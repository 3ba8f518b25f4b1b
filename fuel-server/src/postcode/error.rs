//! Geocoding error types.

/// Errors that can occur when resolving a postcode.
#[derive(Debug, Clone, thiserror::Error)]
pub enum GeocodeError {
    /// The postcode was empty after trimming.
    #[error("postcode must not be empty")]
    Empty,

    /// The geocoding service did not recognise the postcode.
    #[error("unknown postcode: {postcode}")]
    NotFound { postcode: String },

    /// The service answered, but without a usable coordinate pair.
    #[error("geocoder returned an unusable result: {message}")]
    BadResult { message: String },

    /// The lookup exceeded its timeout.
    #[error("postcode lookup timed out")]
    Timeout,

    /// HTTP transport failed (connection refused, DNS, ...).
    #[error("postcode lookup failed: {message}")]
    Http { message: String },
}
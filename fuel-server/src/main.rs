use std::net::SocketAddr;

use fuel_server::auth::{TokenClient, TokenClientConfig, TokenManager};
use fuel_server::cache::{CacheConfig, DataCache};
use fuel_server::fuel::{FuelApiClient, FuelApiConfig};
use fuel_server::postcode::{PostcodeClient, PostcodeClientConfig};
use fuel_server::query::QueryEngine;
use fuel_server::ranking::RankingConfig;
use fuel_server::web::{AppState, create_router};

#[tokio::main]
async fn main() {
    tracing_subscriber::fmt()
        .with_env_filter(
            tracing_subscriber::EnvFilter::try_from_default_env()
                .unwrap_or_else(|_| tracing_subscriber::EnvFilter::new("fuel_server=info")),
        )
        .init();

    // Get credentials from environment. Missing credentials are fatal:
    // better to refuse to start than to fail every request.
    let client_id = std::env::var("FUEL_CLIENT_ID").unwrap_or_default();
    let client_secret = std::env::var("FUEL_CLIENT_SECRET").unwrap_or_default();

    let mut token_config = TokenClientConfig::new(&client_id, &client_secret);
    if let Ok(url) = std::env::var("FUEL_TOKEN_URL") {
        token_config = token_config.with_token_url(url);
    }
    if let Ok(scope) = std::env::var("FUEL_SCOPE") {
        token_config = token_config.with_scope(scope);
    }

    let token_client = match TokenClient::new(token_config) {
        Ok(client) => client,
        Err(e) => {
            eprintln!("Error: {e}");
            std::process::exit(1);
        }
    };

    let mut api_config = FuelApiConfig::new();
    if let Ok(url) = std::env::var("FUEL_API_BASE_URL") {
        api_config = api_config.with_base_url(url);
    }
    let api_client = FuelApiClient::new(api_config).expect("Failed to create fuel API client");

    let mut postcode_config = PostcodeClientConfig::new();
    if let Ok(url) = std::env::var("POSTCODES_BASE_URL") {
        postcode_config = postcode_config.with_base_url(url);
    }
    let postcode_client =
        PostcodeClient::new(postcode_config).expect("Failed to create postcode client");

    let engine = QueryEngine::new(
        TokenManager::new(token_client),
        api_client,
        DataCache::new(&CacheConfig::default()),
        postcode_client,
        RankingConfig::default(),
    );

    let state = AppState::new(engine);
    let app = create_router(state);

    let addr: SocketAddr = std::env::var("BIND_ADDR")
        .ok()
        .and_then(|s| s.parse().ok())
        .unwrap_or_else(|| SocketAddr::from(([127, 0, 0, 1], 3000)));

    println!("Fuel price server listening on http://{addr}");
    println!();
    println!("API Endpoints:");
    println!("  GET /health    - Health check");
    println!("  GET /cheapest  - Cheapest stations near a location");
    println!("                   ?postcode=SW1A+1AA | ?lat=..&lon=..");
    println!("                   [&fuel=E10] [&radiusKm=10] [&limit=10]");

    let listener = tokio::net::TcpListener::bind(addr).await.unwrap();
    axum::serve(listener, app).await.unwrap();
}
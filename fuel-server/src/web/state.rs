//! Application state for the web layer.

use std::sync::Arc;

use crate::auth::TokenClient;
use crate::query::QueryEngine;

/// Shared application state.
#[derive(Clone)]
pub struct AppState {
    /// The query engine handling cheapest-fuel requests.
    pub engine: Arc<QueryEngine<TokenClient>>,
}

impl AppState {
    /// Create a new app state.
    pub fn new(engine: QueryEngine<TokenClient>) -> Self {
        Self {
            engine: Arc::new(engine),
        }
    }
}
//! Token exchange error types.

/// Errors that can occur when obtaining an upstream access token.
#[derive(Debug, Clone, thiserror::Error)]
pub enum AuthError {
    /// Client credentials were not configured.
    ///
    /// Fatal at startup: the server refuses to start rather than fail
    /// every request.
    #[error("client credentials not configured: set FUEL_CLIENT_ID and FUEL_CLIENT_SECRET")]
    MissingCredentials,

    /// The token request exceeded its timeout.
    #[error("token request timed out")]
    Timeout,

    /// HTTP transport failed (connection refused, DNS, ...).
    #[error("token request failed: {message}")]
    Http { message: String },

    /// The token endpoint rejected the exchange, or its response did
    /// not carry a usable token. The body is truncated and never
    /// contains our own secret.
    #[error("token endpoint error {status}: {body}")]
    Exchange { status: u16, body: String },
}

---

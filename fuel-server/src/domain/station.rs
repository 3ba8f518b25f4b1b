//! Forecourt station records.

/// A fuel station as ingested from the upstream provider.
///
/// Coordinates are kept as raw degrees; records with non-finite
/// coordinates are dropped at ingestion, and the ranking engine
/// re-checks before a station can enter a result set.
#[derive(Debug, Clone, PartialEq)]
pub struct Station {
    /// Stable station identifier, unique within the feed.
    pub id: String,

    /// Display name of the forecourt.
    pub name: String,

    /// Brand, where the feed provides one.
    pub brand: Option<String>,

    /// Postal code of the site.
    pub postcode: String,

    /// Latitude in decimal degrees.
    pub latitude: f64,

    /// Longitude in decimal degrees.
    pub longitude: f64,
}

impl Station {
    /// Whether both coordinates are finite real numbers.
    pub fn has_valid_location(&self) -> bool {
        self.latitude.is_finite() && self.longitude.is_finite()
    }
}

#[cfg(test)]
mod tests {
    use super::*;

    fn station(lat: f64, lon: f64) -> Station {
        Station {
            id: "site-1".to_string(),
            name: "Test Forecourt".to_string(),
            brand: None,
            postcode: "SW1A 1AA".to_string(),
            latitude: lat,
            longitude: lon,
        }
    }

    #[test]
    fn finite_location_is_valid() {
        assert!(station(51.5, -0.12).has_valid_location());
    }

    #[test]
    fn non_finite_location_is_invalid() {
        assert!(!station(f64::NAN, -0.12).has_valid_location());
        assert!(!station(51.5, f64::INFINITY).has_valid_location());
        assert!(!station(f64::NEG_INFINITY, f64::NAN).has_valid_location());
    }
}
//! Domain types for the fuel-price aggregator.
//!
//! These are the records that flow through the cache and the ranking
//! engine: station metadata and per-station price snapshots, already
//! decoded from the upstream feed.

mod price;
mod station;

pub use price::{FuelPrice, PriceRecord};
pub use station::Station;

--

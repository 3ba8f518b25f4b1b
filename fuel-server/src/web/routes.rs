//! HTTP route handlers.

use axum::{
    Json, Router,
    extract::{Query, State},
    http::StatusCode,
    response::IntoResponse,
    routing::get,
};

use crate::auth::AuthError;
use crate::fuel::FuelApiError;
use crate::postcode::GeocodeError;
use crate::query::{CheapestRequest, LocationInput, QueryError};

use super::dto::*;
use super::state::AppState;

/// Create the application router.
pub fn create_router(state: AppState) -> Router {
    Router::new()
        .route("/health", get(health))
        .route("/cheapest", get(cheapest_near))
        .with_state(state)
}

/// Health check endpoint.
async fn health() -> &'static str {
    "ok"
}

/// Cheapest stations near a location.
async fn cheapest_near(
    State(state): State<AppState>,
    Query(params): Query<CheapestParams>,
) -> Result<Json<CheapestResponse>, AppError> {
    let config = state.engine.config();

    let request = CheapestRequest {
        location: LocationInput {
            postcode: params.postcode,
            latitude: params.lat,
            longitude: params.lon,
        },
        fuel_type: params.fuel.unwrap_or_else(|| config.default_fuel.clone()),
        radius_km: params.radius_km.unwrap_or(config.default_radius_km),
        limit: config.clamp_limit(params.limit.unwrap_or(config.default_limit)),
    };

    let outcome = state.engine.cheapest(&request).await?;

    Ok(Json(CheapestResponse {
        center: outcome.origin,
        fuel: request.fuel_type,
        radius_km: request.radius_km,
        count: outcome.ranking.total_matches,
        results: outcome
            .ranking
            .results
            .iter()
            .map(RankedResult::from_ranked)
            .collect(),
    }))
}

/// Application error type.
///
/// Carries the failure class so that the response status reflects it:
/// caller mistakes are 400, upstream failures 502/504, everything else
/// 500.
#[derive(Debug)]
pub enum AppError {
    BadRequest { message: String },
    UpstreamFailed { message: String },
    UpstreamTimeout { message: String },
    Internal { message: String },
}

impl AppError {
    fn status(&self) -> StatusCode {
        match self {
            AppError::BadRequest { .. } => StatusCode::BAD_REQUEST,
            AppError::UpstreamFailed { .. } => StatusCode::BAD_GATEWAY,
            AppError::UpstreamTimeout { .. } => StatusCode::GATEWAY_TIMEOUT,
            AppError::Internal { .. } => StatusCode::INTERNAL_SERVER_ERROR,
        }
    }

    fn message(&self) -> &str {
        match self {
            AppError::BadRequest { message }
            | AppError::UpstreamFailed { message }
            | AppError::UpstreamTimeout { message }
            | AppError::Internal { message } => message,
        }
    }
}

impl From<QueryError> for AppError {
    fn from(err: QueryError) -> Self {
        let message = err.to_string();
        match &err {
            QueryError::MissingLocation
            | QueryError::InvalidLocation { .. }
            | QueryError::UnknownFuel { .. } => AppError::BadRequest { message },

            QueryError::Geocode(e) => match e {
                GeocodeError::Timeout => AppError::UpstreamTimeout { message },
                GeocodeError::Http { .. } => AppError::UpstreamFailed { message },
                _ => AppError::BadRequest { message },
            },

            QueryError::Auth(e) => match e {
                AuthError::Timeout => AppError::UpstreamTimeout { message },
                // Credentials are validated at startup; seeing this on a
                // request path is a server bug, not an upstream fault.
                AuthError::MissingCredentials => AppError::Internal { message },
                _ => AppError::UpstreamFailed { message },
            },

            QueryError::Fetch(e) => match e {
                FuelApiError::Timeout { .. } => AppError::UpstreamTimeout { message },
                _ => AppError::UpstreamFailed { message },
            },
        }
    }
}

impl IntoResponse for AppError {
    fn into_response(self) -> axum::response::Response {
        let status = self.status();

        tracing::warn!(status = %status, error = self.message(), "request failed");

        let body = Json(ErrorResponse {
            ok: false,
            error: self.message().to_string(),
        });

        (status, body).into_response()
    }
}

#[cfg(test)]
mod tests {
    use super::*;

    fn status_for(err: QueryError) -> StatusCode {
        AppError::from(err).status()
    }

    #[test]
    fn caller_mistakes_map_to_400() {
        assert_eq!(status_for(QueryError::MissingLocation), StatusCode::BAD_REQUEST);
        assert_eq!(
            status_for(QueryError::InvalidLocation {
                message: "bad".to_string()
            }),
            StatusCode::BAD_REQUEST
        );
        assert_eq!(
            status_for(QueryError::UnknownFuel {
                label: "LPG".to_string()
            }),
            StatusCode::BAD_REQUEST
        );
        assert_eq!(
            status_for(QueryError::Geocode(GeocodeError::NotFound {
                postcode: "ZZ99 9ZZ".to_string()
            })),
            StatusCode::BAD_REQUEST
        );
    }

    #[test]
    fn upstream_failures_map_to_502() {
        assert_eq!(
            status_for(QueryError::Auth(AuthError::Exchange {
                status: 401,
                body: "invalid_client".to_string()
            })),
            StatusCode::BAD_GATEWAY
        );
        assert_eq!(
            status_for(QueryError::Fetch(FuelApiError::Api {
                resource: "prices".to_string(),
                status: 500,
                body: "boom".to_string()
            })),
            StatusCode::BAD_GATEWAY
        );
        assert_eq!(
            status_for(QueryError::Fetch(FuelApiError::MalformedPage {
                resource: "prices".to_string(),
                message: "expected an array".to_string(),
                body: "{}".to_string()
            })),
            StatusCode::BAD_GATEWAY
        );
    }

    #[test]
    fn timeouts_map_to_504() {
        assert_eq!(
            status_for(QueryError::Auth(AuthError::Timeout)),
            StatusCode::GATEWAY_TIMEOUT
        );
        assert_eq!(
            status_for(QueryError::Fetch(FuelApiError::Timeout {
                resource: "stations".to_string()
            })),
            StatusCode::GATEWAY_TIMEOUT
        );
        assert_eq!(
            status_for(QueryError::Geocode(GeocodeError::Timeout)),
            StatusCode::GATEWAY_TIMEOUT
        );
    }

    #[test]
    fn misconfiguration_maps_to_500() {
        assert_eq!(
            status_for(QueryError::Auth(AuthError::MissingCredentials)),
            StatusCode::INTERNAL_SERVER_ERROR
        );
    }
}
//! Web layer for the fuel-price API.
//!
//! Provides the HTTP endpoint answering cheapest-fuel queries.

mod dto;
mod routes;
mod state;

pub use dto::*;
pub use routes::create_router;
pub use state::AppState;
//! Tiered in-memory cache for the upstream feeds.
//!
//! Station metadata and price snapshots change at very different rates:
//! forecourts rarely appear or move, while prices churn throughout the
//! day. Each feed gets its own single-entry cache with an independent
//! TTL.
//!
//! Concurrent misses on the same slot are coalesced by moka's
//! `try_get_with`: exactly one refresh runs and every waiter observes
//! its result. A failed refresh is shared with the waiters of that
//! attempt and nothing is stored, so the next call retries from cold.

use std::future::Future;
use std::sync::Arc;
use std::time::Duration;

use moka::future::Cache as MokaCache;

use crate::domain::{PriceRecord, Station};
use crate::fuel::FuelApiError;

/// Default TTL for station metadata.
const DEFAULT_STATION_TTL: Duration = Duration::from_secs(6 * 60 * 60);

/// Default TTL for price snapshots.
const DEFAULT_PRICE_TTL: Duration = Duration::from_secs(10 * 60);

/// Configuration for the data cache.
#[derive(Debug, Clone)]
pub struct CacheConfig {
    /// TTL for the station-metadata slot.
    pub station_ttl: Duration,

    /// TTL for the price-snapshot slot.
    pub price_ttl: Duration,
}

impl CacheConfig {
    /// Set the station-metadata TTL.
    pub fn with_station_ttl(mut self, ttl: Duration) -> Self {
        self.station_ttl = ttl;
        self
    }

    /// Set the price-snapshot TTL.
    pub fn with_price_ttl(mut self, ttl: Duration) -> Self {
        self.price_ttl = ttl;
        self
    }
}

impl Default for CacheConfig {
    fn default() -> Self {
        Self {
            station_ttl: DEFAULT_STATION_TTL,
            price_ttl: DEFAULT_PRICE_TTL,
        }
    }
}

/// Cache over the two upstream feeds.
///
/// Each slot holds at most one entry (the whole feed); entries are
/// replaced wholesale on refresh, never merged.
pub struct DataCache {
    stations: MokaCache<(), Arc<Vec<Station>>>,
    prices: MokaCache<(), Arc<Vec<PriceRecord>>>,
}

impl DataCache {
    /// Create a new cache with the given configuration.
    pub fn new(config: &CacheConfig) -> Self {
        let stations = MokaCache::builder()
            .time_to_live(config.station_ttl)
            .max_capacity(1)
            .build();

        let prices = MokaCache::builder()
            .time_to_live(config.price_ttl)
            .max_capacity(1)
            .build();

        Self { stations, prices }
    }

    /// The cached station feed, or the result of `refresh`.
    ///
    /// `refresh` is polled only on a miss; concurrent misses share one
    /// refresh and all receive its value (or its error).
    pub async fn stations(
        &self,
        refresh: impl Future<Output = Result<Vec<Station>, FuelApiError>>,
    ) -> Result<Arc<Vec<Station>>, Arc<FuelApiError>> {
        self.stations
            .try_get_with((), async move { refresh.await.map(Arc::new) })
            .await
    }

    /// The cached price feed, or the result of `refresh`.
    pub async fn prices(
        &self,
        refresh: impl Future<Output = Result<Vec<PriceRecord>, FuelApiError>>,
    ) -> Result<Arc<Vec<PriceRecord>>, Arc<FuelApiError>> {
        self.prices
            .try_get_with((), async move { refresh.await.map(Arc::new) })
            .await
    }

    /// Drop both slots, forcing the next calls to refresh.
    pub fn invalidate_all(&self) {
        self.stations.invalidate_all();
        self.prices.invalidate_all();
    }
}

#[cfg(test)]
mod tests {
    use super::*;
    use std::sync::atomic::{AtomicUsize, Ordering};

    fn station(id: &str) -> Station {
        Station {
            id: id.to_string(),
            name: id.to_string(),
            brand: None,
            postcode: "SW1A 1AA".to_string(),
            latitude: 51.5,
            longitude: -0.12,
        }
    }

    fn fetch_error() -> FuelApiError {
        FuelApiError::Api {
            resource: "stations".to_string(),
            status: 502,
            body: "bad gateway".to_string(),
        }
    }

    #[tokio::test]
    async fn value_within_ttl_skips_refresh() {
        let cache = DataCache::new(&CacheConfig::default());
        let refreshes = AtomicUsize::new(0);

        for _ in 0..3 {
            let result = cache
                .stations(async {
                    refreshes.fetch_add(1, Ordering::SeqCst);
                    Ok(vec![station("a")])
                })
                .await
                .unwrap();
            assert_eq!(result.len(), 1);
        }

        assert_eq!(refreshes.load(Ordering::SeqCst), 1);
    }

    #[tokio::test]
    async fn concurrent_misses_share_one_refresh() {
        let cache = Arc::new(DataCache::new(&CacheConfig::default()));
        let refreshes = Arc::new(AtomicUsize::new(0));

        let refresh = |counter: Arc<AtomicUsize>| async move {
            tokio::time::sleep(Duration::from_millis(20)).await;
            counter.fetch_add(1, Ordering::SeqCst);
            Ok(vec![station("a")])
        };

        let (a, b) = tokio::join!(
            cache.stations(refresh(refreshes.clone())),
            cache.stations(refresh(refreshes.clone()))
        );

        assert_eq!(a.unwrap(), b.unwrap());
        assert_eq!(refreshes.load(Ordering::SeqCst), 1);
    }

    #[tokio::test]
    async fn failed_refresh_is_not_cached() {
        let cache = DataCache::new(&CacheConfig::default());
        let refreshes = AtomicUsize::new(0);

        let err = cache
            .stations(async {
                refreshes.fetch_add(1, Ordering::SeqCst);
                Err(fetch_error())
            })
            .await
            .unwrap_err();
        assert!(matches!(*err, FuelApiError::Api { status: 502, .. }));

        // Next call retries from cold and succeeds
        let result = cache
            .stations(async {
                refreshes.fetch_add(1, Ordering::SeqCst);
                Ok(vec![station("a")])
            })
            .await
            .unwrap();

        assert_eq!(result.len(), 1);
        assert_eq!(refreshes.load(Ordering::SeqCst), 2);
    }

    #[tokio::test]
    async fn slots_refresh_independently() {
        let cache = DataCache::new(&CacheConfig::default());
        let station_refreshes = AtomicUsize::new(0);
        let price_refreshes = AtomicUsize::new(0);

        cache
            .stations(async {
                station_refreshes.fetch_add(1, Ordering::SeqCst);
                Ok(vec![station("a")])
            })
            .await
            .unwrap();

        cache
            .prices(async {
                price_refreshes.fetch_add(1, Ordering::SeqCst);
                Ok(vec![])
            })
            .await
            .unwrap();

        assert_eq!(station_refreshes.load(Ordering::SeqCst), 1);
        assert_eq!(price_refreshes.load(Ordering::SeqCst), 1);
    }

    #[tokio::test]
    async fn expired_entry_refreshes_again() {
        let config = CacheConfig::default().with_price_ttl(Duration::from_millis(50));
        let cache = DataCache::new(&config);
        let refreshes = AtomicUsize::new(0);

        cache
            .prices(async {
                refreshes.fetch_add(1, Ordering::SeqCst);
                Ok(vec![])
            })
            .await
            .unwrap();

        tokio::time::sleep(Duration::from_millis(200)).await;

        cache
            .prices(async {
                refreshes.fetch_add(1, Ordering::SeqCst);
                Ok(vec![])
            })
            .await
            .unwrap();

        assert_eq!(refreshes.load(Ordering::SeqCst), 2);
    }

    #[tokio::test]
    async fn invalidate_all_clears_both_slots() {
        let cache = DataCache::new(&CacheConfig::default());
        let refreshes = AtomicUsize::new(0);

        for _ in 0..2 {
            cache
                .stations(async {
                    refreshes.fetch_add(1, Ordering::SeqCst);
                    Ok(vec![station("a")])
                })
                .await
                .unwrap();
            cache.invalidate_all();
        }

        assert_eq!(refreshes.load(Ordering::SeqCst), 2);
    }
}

• Work request
In the entries above, the lines from the one bearing "with an independent" up to and including the one bearing "let stations = MokaCache::builder()" should be transcribed exactly; no other line is wanted.

• Response to this exercise
//! day. Each feed gets its own single-entry cache with an independent
//! TTL.
//!
//! Concurrent misses on the same slot are coalesced by moka's
//! `try_get_with`: exactly one refresh runs and every waiter observes
//! its result. A failed refresh is shared with the waiters of that
//! attempt and nothing is stored, so the next call retries from cold.

use std::future::Future;
use std::sync::Arc;
use std::time::Duration;

use moka::future::Cache as MokaCache;

use crate::domain::{PriceRecord, Station};
use crate::fuel::FuelApiError;

/// Default TTL for station metadata.
const DEFAULT_STATION_TTL: Duration = Duration::from_secs(6 * 60 * 60);

/// Default TTL for price snapshots.
const DEFAULT_PRICE_TTL: Duration = Duration::from_secs(10 * 60);

/// Configuration for the data cache.
#[derive(Debug, Clone)]
pub struct CacheConfig {
    /// TTL for the station-metadata slot.
    pub station_ttl: Duration,

    /// TTL for the price-snapshot slot.
    pub price_ttl: Duration,
}

impl CacheConfig {
    /// Set the station-metadata TTL.
    pub fn with_station_ttl(mut self, ttl: Duration) -> Self {
        self.station_ttl = ttl;
        self
    }

    /// Set the price-snapshot TTL.
    pub fn with_price_ttl(mut self, ttl: Duration) -> Self {
        self.price_ttl = ttl;
        self
    }
}

impl Default for CacheConfig {
    fn default() -> Self {
        Self {
            station_ttl: DEFAULT_STATION_TTL,
            price_ttl: DEFAULT_PRICE_TTL,
        }
    }
}

/// Cache over the two upstream feeds.
///
/// Each slot holds at most one entry (the whole feed); entries are
/// replaced wholesale on refresh, never merged.
pub struct DataCache {
    stations: MokaCache<(), Arc<Vec<Station>>>,
    prices: MokaCache<(), Arc<Vec<PriceRecord>>>,
}

impl DataCache {
    /// Create a new cache with the given configuration.
    pub fn new(config: &CacheConfig) -> Self {
        let stations = MokaCache::builder()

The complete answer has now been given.